C'est quand même bon une coupe!

C’est parti les gros…

A dire vrai j’y connais trop pas grand-chose au foot.

Comme toutes les bonnes femmes, en 98, j’étais dans la joie, un peu comme si j’étais passée d’vant la maison du Seigneur !

Le soir de la consécration, j’ai carrément chaviré dans l’allégresse !

J’me suis égosillée avec des inconnus sur I Will Survive, en descendant des Budweiser…

La grande féminitude, quoi !

Y’a déjà 12 ans, bordel !

Putain de temps !

Je lis ça et là, plus spécialement sur les blogs de filles, une grande répugnance pour le Mondial 2010.

Les arguments majeurs sont assez élémentaires et ils reviennent en boucle : Les salaires des joueurs, la connerie de Domenech, la sauvagerie, le machisme…

Je comprends que l’on puisse honnir le foot ou du moins y être complètement indifférent.

En revanche, que cette année la coupe ait lieu en Afrique et qui plus est en Afrique du Sud, ne devrait laisser personne de glace.

Pour les africains en général, les sud-africains, en particulier, les sortilèges de cette aventure sont une véritable action de grâce !

Enfin, l’heure de la reconnaissance a sonné.

La reconnaissance universelle.

Enfin le football africain est consacré et avec lui ses champions.

Ceux-là mêmes que l’Europe s’est octroyée pour les faire briller sous les feux de la rampe et que Nous nous sommes attribués…

 

Ce mondial, c’est aussi un suprême hommage à Nelson Mandela.

La magie du mois à venir est indiscutable : Des supporters par milliers, vêtus des or et vert des Bafana Bafana, les Noirs et les Blancs unis dans une même ferveur, tordant le cou à l’apartheid.

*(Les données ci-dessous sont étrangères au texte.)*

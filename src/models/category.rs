//! Category model

use serde::{Deserialize, Serialize};
use sqlx::FromRow;
use utoipa::ToSchema;
use validator::Validate;

use super::validation::{not_blank, FieldOrder};

/// Category row
#[derive(Debug, Clone, PartialEq, FromRow)]
pub struct Category {
    pub id: i32,
    pub name: String,
}

/// Category as returned by every endpoint
#[derive(Debug, Clone, PartialEq, Serialize, Deserialize, ToSchema)]
pub struct CategorySummary {
    pub id: i32,
    pub name: String,
}

/// Create or update category request
#[derive(Debug, Deserialize, Validate, ToSchema)]
pub struct CategoryRequest {
    #[validate(
        required(message = "name is required and cannot be blank"),
        custom(function = "not_blank", message = "name is required and cannot be blank")
    )]
    pub name: Option<String>,
}

impl FieldOrder for CategoryRequest {
    const FIELDS: &'static [&'static str] = &["name"];
}

impl Category {
    pub fn apply_update(&mut self, patch: CategoryRequest) {
        if let Some(name) = patch.name {
            self.name = name;
        }
    }
}

impl From<&Category> for CategorySummary {
    fn from(category: &Category) -> Self {
        Self {
            id: category.id,
            name: category.name.clone(),
        }
    }
}

impl From<Category> for CategorySummary {
    fn from(category: Category) -> Self {
        Self {
            id: category.id,
            name: category.name,
        }
    }
}
//! Book-Category junction repository

use sqlx::{Pool, Postgres};

use super::books::BOOK_COLUMNS;
use crate::{
    error::AppResult,
    models::{
        book::Book,
        book_category::{BookCategoryId, BookCategoryRow},
        category::Category,
    },
};

const ROW_SELECT: &str = r#"
    SELECT bc.book_id, b.name AS book_name, bc.category_id, c.name AS category_name
    FROM book_category bc
    JOIN books b ON b.id = bc.book_id
    JOIN categories c ON c.id = bc.category_id
"#;

#[derive(Clone)]
pub struct BookCategoriesRepository {
    pool: Pool<Postgres>,
}

impl BookCategoriesRepository {
    pub fn new(pool: Pool<Postgres>) -> Self {
        Self { pool }
    }

    pub async fn find_all(&self) -> AppResult<Vec<BookCategoryRow>> {
        let query = format!("{} ORDER BY bc.book_id, bc.category_id", ROW_SELECT);
        let rows = sqlx::query_as::<_, BookCategoryRow>(&query)
            .fetch_all(&self.pool)
            .await?;
        Ok(rows)
    }

    pub async fn find_by_id(&self, key: BookCategoryId) -> AppResult<Option<BookCategoryRow>> {
        let query = format!("{} WHERE bc.book_id = $1 AND bc.category_id = $2", ROW_SELECT);
        let row = sqlx::query_as::<_, BookCategoryRow>(&query)
            .bind(key.book_id)
            .bind(key.category_id)
            .fetch_optional(&self.pool)
            .await?;
        Ok(row)
    }

    /// Insert a link. Returns `None` when the pair already exists.
    pub async fn create(&self, key: BookCategoryId) -> AppResult<Option<BookCategoryId>> {
        let row = sqlx::query_as::<_, BookCategoryId>(
            r#"
            INSERT INTO book_category (book_id, category_id)
            VALUES ($1, $2)
            ON CONFLICT DO NOTHING
            RETURNING book_id, category_id
            "#,
        )
        .bind(key.book_id)
        .bind(key.category_id)
        .fetch_optional(&self.pool)
        .await?;
        Ok(row)
    }

    pub async fn delete_by_id(&self, key: BookCategoryId) -> AppResult<u64> {
        let result = sqlx::query("DELETE FROM book_category WHERE book_id = $1 AND category_id = $2")
            .bind(key.book_id)
            .bind(key.category_id)
            .execute(&self.pool)
            .await?;
        Ok(result.rows_affected())
    }

    pub async fn find_all_categories_by_book_id(&self, book_id: i32) -> AppResult<Vec<Category>> {
        let rows = sqlx::query_as::<_, Category>(
            r#"
            SELECT DISTINCT c.* FROM book_category bc
            JOIN categories c ON c.id = bc.category_id
            WHERE bc.book_id = $1
            ORDER BY c.id
            "#,
        )
        .bind(book_id)
        .fetch_all(&self.pool)
        .await?;
        Ok(rows)
    }

    pub async fn find_all_books_by_category_id(&self, category_id: i32) -> AppResult<Vec<Book>> {
        let query = format!(
            r#"
            SELECT DISTINCT {} FROM book_category bc
            JOIN books b ON b.id = bc.book_id
            LEFT JOIN translators t ON t.id = b.translator_id
            WHERE bc.category_id = $1
            ORDER BY b.id
            "#,
            BOOK_COLUMNS
        );
        let rows = sqlx::query_as::<_, Book>(&query)
            .bind(category_id)
            .fetch_all(&self.pool)
            .await?;
        Ok(rows)
    }
}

(S’ils pouvaient quand même baisser d’un ton le son de leur vuvuzelas, ça serait pas de refus, c’est pas trop le moment que je me crève les tympans, cause que ch’uis pas à jour avec le RSI !)

 

Alors là, oui, pour le coup, je me contrefous des magouilles de la FIFA, je m’en contrecarre que Ribéry se tape des putes, je m’en contrefiche du QI de Raymond, du prix des piaules d'hotel, je ne veux voir dans cette compétition que les raisons qu’il y a d’espérer.

 

Parce que ce mondial est ce temps unique où les nations hostiles semblent se vouer à un apaisement réciproque, parce qu’il unit les foules, les riches, les pauvres outre les religions, outre les cultures.

 

Pour que ce mondial donne raison aux gamins qui s’éclatent  en shootant les boites de conserve dans la poussière d’un terrain vague.

Allez les Bleus…

 

 

07 juin 2010

L'Echappée Belle...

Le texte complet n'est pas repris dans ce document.